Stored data
----------
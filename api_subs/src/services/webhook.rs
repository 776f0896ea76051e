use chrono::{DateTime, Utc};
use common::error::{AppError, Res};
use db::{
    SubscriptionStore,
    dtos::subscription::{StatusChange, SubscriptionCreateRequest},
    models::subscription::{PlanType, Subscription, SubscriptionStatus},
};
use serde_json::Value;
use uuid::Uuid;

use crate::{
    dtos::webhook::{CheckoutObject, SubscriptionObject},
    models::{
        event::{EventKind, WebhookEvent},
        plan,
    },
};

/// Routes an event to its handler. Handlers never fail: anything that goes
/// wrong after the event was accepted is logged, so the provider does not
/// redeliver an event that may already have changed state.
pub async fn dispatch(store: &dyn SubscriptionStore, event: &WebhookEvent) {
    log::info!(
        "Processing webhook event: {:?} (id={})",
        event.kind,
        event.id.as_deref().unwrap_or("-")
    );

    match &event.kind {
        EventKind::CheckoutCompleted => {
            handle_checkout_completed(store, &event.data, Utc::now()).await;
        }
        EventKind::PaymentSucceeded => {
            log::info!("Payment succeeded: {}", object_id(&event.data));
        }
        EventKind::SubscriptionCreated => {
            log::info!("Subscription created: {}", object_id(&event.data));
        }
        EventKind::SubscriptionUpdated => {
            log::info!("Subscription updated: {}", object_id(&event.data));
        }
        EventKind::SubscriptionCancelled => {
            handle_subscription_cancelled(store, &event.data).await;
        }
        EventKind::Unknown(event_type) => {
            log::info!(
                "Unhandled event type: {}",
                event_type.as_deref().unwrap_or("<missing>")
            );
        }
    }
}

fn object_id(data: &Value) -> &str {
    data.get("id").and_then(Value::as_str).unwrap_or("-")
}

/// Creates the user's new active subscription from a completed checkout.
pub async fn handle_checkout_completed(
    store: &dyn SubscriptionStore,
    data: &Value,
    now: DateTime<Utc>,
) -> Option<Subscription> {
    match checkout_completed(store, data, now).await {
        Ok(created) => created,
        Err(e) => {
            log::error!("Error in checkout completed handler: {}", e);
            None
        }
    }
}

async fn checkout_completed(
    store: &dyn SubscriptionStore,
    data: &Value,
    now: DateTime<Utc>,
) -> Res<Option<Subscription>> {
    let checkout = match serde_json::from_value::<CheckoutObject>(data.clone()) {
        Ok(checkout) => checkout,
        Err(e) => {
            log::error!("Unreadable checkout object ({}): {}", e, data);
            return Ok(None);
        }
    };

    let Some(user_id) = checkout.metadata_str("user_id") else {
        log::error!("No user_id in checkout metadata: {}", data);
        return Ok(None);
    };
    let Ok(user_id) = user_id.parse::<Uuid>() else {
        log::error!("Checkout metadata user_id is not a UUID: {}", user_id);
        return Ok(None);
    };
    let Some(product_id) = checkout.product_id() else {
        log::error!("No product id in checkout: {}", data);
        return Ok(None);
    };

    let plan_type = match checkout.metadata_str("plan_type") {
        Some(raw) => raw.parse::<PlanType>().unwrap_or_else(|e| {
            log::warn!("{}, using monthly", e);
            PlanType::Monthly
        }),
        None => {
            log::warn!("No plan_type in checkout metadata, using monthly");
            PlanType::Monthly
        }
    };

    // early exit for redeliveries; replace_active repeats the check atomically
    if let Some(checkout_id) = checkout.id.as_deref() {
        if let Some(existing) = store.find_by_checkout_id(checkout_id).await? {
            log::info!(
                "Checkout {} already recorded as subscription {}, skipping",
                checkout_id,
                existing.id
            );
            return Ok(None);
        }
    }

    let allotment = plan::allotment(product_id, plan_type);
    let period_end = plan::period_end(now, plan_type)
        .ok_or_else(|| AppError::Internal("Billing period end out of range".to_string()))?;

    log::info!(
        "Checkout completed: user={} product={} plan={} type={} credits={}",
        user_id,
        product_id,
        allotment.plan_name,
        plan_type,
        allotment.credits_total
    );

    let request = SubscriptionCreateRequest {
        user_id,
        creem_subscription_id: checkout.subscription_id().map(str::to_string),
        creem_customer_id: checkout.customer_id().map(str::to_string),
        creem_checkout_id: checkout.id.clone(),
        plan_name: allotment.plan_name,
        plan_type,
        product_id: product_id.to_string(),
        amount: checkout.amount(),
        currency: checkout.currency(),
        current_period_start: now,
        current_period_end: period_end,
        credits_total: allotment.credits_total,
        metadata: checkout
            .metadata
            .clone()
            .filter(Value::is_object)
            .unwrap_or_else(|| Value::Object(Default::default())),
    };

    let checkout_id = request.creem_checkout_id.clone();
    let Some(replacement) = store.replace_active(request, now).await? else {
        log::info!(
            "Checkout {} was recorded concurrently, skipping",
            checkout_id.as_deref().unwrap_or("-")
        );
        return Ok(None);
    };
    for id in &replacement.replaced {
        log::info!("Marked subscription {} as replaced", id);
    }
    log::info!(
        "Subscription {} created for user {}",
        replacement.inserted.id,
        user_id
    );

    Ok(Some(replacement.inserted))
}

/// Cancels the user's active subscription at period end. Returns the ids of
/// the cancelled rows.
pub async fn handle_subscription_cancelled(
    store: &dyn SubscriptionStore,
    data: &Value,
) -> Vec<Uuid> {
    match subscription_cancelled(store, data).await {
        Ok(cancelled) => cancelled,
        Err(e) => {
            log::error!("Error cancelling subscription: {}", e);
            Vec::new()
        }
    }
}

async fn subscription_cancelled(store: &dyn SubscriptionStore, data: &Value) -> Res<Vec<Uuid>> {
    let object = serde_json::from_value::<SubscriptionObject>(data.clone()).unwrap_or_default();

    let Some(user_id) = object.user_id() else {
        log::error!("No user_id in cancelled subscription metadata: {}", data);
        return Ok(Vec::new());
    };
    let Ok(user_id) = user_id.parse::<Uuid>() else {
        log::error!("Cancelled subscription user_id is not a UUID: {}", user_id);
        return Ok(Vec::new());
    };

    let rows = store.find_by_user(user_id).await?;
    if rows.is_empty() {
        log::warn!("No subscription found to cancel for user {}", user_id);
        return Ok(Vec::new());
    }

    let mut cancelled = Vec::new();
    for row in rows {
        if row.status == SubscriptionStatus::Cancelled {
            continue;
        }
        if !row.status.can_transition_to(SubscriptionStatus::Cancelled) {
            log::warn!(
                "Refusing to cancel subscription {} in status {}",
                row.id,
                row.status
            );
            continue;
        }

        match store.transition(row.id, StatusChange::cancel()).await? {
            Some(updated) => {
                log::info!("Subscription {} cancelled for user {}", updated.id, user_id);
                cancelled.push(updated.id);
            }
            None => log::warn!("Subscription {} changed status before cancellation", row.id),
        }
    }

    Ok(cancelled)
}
----------
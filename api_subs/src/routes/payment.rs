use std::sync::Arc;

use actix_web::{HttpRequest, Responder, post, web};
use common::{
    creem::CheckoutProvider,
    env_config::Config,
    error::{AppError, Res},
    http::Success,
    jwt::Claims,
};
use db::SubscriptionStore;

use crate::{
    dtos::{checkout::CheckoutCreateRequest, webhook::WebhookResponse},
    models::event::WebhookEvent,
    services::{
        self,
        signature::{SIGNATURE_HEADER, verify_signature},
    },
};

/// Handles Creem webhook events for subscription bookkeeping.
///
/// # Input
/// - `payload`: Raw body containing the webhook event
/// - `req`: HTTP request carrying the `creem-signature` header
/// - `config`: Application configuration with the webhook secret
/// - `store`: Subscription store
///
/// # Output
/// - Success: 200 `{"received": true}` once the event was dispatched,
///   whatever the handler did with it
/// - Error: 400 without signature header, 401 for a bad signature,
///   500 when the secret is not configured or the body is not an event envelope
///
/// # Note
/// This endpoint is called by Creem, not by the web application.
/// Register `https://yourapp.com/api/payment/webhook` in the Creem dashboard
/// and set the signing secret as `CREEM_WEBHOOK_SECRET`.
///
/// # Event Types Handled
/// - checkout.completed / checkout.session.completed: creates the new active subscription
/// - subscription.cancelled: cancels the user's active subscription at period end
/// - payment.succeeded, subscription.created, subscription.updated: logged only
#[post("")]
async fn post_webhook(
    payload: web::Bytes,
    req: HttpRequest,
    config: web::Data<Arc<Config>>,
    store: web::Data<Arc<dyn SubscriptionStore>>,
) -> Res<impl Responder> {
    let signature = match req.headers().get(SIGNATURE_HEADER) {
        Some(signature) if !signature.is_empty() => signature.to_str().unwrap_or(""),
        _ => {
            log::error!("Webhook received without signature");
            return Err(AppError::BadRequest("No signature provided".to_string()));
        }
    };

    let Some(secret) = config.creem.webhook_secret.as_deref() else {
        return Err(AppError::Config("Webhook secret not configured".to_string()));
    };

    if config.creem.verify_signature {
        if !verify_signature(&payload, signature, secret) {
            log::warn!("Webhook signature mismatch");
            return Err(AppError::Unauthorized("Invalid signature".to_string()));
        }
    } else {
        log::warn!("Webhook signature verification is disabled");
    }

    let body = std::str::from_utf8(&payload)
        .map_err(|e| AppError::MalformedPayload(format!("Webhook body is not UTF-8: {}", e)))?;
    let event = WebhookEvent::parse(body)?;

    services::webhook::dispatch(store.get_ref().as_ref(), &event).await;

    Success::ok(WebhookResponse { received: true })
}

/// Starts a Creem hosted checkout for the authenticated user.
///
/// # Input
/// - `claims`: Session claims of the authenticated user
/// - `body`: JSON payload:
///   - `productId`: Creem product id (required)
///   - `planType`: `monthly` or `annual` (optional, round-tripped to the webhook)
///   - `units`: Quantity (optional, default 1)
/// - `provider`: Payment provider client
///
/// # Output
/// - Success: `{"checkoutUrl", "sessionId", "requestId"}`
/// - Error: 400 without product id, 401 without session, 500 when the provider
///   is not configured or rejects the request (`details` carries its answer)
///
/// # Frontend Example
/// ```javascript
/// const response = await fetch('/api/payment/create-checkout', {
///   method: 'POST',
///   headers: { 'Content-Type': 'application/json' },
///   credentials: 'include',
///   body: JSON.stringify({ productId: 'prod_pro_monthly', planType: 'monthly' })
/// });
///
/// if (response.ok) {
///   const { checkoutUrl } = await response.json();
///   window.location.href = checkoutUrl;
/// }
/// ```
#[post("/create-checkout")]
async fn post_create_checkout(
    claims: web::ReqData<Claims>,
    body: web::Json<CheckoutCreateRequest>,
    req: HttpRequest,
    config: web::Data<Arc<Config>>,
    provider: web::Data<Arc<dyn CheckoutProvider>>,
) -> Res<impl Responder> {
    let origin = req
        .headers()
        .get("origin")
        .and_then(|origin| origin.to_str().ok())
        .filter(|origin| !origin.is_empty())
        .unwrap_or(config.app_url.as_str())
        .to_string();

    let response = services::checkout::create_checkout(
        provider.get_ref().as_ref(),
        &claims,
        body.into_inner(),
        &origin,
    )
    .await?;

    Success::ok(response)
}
----------
For the word "authenticated", return every line of the records that holds it.

→ SOLUTION BELOW:
/// Starts a Creem hosted checkout for the authenticated user.
/// - `claims`: Session claims of the authenticated user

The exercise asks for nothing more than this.